Btw: if i understood you right, you do have a wireless (g or a) link in between. then around 28mbps netto data rate is all you will get... (to our experience)

[quote="pritchie"]
All the connections are cross-over ethernet CAT5E, except for the WLAN, which is on coax with inserted attenuation so that the Rx Level is around -65 dBm. Reported conection rate for the WLAN is 54 Mbps.
 
pritchie
just joined
Topic Author
Posts: 23
Joined: Tue Aug 10, 2004 12:47 pm

Wed Sep 01, 2004 2:06 pm

Hi,
Actually, I need to clarify something. We can get 28 Mbps across the whole cascade when the encryptors have AES128 turned off, but it drops to 14 Mbps when we turn encryption on, even though we can get 28 Mbps through the encryptors when they are back-back with AES on.

i.e.
Encryptors back-back with AES128 on = 28Mbps
Wireless Link Routers back-back = 28 Mbps (as expected as you say)
Encryptors (AES OFF) cascaded with wireless routers = 28Mbps
Encryptors (AES ON) cascaded with wireless routers = 14 Mbps

So turning AES ON on the Encryptors seems to halve throughput even though we know the Encryptors themselves can do much more than this with AES ON. It seems almost that the Mikrotik RB230s have reduced throughput for AES-encrypted traffic even though they themselves are not doing the encryption.
 
User avatar
mag
Member
Member
Posts: 376
Joined: Thu Jul 01, 2004 12:32 pm
Location: Cologne, NRW, Germany
Contact:

Wed Sep 01, 2004 2:17 pm

ok, i see. this looks strange, as the routers between the encryptors should not have to do anything with the encrypted packets besides routing. i guess you are using ipsec with aes? so it is probably an ipsec-handling problem.
are there by chance any mangle-rules on the routers between?

i am missing the
Encryptors back-back with AES128 OFF = ? Mbps
did you try this too?
 
pritchie
just joined
Topic Author
Posts: 23
Joined: Tue Aug 10, 2004 12:47 pm

Wed Sep 01, 2004 3:01 pm

We have not configured any mangle rules on the RB230 units, and yes, we are using ipsec with aes128 on Mikrotik OSv2.8.

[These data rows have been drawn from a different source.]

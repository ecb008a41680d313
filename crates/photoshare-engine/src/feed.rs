//! The activity feed aggregator.
//!
//! Overfetch a window of the journal, filter it for the viewer, and widen
//! the window while the result is short and older entries remain. The
//! window policy lives in [`photoshare_core::feed::FeedWindow`].

use std::collections::{BTreeSet, HashMap};

use photoshare_core::{
  Error, Result, Viewer,
  activity::Activity,
  assets::AssetStore,
  feed::{FeedEntry, filter_visible},
  photo::Photo,
  store::PhotoStore,
};
use uuid::Uuid;

use crate::Engine;

impl<S, A> Engine<S, A>
where
  S: PhotoStore,
  A: AssetStore,
{
  /// The newest activities the viewer may see, newest first.
  ///
  /// `limit` defaults to the configured feed size and is capped at the
  /// maximum window.
  pub async fn recent_feed(&self, viewer: &Viewer, limit: Option<usize>) -> Result<Vec<FeedEntry>> {
    let viewer_id = viewer.require()?;
    let policy = self.feed.window();
    let limit = limit.unwrap_or(self.feed.default_limit).min(policy.max_window);
    if limit == 0 {
      return Ok(Vec::new());
    }

    let mut window = policy.initial(limit);
    loop {
      let activities = self.store.recent_activities(window).await.map_err(Error::store)?;
      let photo_ids: Vec<Uuid> = activities
        .iter()
        .filter_map(|a| a.photo_id)
        .collect::<BTreeSet<_>>()
        .into_iter()
        .collect();
      let photos: HashMap<Uuid, Photo> = self
        .store
        .get_photos(&photo_ids)
        .await
        .map_err(Error::store)?
        .into_iter()
        .map(|p| (p.photo_id, p))
        .collect();

      let visible = filter_visible(viewer_id, &activities, &photos, limit);
      let exhausted = activities.len() < window;
      if visible.len() >= limit || exhausted {
        return self.enrich(visible).await;
      }

      match policy.widen(window) {
        Some(next) => {
          tracing::debug!(window, next, kept = visible.len(), limit, "feed window short, widening");
          window = next;
        }
        None => return self.enrich(visible).await,
      }
    }
  }

  async fn enrich(&self, visible: Vec<(&Activity, Option<&Photo>)>) -> Result<Vec<FeedEntry>> {
    let actors = self
      .summaries(visible.iter().map(|(a, _)| a.actor_id).collect())
      .await?;

    Ok(
      visible
        .into_iter()
        .map(|(activity, photo)| FeedEntry {
          activity:   activity.clone(),
          actor:      actors.get(&activity.actor_id).cloned(),
          photo_file: photo.map(|p| p.file_ref.clone()),
        })
        .collect(),
    )
  }
}
//! Login and logout journal endpoints, plus store diagnostics.
//!
//! Authentication itself happens on every request; these only record the
//! session boundaries in the activity journal.

use std::sync::Arc;

use axum::{extract::State, http::StatusCode};
use photoshare_core::{
  assets::AssetStore,
  store::{PhotoStore, StoreCounts},
  user::UserSummary,
};
use photoshare_engine::Engine;

use crate::{CurrentViewer, error::ApiError, extract::Json};

/// `POST /admin/login`: records a `user_login` and returns the caller.
pub async fn login<S, A>(
  State(engine): State<Arc<Engine<S, A>>>,
  CurrentViewer(viewer): CurrentViewer,
) -> Result<Json<UserSummary>, ApiError>
where
  S: PhotoStore,
  A: AssetStore,
{
  let activity = engine.record_login(&viewer).await?;
  let user = engine.get_user(activity.actor_id).await?;
  tracing::info!(user_id = %user.user_id, "user logged in");
  Ok(Json(user.summary()))
}

/// `POST /admin/logout`
pub async fn logout<S, A>(
  State(engine): State<Arc<Engine<S, A>>>,
  CurrentViewer(viewer): CurrentViewer,
) -> Result<StatusCode, ApiError>
where
  S: PhotoStore,
  A: AssetStore,
{
  let activity = engine.record_logout(&viewer).await?;
  tracing::info!(user_id = %activity.actor_id, "user logged out");
  Ok(StatusCode::NO_CONTENT)
}

/// `GET /admin/counts`: rows per collection, for consistency checks.
pub async fn counts<S, A>(
  State(engine): State<Arc<Engine<S, A>>>,
  CurrentViewer(viewer): CurrentViewer,
) -> Result<Json<StoreCounts>, ApiError>
where
  S: PhotoStore,
  A: AssetStore,
{
  Ok(Json(engine.counts(&viewer).await?))
}
//! [`BroadcastSink`] fans recorded activities out to in-process
//! subscribers over a tokio broadcast channel.

use photoshare_core::{activity::Activity, notify::ActivitySink};
use tokio::sync::broadcast;

#[derive(Debug, Clone)]
pub struct BroadcastSink {
  tx: broadcast::Sender<Activity>,
}

impl BroadcastSink {
  /// `capacity` bounds how far a slow subscriber may lag before it starts
  /// missing activities.
  pub fn new(capacity: usize) -> Self {
    let (tx, _) = broadcast::channel(capacity.max(1));
    Self { tx }
  }

  pub fn subscribe(&self) -> broadcast::Receiver<Activity> { self.tx.subscribe() }
}

impl ActivitySink for BroadcastSink {
  fn emit(&self, activity: &Activity) {
    // Only fails when nobody is subscribed.
    if self.tx.send(activity.clone()).is_err() {
      tracing::trace!(activity_id = %activity.activity_id, "no activity subscribers");
    }
  }
}
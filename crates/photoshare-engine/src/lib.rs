//! The visibility-scoped query, mutation and feed engine.
//!
//! [`Engine`] ties a [`PhotoStore`], an [`AssetStore`] and an
//! [`ActivitySink`] together. It is stateless per request: every operation
//! takes the viewer explicitly and goes straight to the store.

pub mod feed;
pub mod photos;
pub mod reconcile;
pub mod sink;
pub mod social;
pub mod users;

use std::sync::Arc;

use photoshare_core::{
  activity::Activity,
  assets::AssetStore,
  feed::FeedWindow,
  notify::{ActivitySink, NullSink},
  store::PhotoStore,
};
use serde::Deserialize;

pub use sink::BroadcastSink;

// ─── Configuration ───────────────────────────────────────────────────────────

/// Feed sizing, deserialised from the `[feed]` table of the server config.
#[derive(Debug, Clone, Copy, PartialEq, Eq, Deserialize)]
#[serde(default)]
pub struct FeedConfig {
  /// Entries returned when the caller gives no limit.
  pub default_limit:    usize,
  pub overfetch_factor: usize,
  pub max_window:       usize,
}

impl Default for FeedConfig {
  fn default() -> Self {
    let window = FeedWindow::default();
    Self {
      default_limit:    5,
      overfetch_factor: window.overfetch_factor,
      max_window:       window.max_window,
    }
  }
}

impl FeedConfig {
  pub fn window(&self) -> FeedWindow {
    FeedWindow {
      overfetch_factor: self.overfetch_factor,
      max_window:       self.max_window,
    }
  }
}

// ─── Engine ──────────────────────────────────────────────────────────────────

pub struct Engine<S, A> {
  store:  S,
  assets: A,
  sink:   Arc<dyn ActivitySink>,
  feed:   FeedConfig,
}

impl<S, A> Engine<S, A>
where
  S: PhotoStore,
  A: AssetStore,
{
  /// An engine that discards notifications and uses the default feed sizing.
  pub fn new(store: S, assets: A) -> Self {
    Self {
      store,
      assets,
      sink: Arc::new(NullSink),
      feed: FeedConfig::default(),
    }
  }

  pub fn with_sink(mut self, sink: Arc<dyn ActivitySink>) -> Self {
    self.sink = sink;
    self
  }

  pub fn with_feed_config(mut self, feed: FeedConfig) -> Self {
    self.feed = feed;
    self
  }

  pub fn store(&self) -> &S { &self.store }

  pub fn feed_config(&self) -> &FeedConfig { &self.feed }

  /// Hand a durably recorded activity to the sink.
  fn emit(&self, activity: &Activity) {
    tracing::debug!(
      activity_id = %activity.activity_id,
      kind = %activity.kind,
      actor = %activity.actor_id,
      "activity recorded"
    );
    self.sink.emit(activity);
  }
}
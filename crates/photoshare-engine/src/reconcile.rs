//! Repair of primary writes that lost their paired activity, and row
//! counts for checking the store from outside.
//!
//! The SQLite store writes both halves in one transaction, so this only
//! finds anything after a crash in a backend without that guarantee, or
//! after rows were written behind the engine's back.

use photoshare_core::{
  Error, Result, Viewer,
  activity::Activity,
  assets::AssetStore,
  store::{PhotoStore, StoreCounts},
};

use crate::Engine;

impl<S, A> Engine<S, A>
where
  S: PhotoStore,
  A: AssetStore,
{
  /// Append the missing activity for every unpaired write, keeping the
  /// original timestamp. Returns the activities that were added.
  pub async fn reconcile(&self) -> Result<Vec<Activity>> {
    let unpaired = self.store.unpaired_writes().await.map_err(Error::store)?;
    let mut repaired = Vec::with_capacity(unpaired.len());

    for write in unpaired {
      let inconsistency = Error::StorageInconsistency(format!(
        "{} on photo {} by {} has no {} activity",
        write.source_id, write.photo_id, write.actor_id, write.kind,
      ));
      tracing::warn!(error = %inconsistency, "repairing unpaired write");

      let activity = self
        .store
        .record_activity(write.to_activity())
        .await
        .map_err(Error::store)?;
      self.emit(&activity);
      repaired.push(activity);
    }

    if !repaired.is_empty() {
      tracing::info!(count = repaired.len(), "reconciliation complete");
    }
    Ok(repaired)
  }

  /// Row counts per collection. Any signed-in user may read them.
  pub async fn counts(&self, viewer: &Viewer) -> Result<StoreCounts> {
    viewer.require()?;
    self.store.counts().await.map_err(Error::store)
  }
}
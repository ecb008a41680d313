//! Error type for `photoshare-store-sqlite`.

use thiserror::Error;

#[derive(Debug, Error)]
pub enum Error {
  #[error("database error: {0}")]
  Database(#[from] tokio_rusqlite::Error),

  #[error("uuid parse error: {0}")]
  Uuid(#[from] uuid::Error),

  #[error("date/time parse error: {0}")]
  DateParse(String),

  /// A stored discriminant or flag that no longer maps to a domain value.
  #[error("decode error: {0}")]
  Decode(String),
}

pub type Result<T, E = Error> = std::result::Result<T, E>;
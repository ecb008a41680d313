//! The identity a request is made on behalf of.
//!
//! Resolved by an outer auth layer and passed explicitly into every engine
//! operation; nothing in the core reads ambient session state.

use serde::{Deserialize, Serialize};
use uuid::Uuid;

use crate::{Error, Result};

#[derive(Debug, Clone, Copy, Default, PartialEq, Eq, Serialize, Deserialize)]
#[serde(tag = "kind", content = "user_id", rename_all = "snake_case")]
pub enum Viewer {
  #[default]
  Anonymous,
  User(Uuid),
}

impl Viewer {
  pub fn user_id(&self) -> Option<Uuid> {
    match self {
      Self::Anonymous => None,
      Self::User(id) => Some(*id),
    }
  }

  /// The authenticated user id, or [`Error::Unauthorized`].
  pub fn require(&self) -> Result<Uuid> {
    self.user_id().ok_or(Error::Unauthorized)
  }
}

impl From<Uuid> for Viewer {
  fn from(id: Uuid) -> Self { Self::User(id) }
}

#[cfg(test)]
mod tests {
  use super::*;

  #[test]
  fn anonymous_is_unauthorized() {
    assert!(matches!(Viewer::Anonymous.require(), Err(Error::Unauthorized)));
    assert_eq!(Viewer::default(), Viewer::Anonymous);
  }

  #[test]
  fn user_resolves_to_own_id() {
    let id = Uuid::new_v4();
    assert_eq!(Viewer::from(id).require().unwrap(), id);
  }
}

The encryptors back-back (x-over ethernet) with AES OFF can do 49Mbps UDP one-way. Incidentally, we have proven that our 'HOST' machines can do something like 97 Mbps UDP one-way back-back over a x-over.
 
User avatar
mag
Member
Member
Posts: 376
Joined: Thu Jul 01, 2004 12:32 pm
Location: Cologne, NRW, Germany
Contact:

Wed Sep 01, 2004 10:32 pm

just an idea: what througput do you get if you build up an EoIP tunnel over the rb230: eth-(rb230-rb230)-eth

i would test this with and without ipsec. eoip is carried through GRE so it might work somehow... (eoip mtu 1500)
 
pritchie
just joined
Topic Author
Posts: 23
Joined: Tue Aug 10, 2004 12:47 pm

Thu Sep 02, 2004 10:43 am

Thanks for the suggestion - unfortunately we have had to send the machines we were using as Encryptors out to an exhibition, so I can't do any further testing right now. I appreciate your input on this thread though - would you be interested to know further results once we get the encryptor machines back again?
 
tully
MikroTik Support
MikroTik Support
Posts: 502
Joined: Fri May 28, 2004 11:07 am

Thu Sep 02, 2004 11:31 am

If you are doing a UDP test, you shouldn't see any problems (unless the cpu is overloaded). TCP will slow down with latency, and the more routers and time added for routing, encyptions, filtering, and such, then the slower TCP.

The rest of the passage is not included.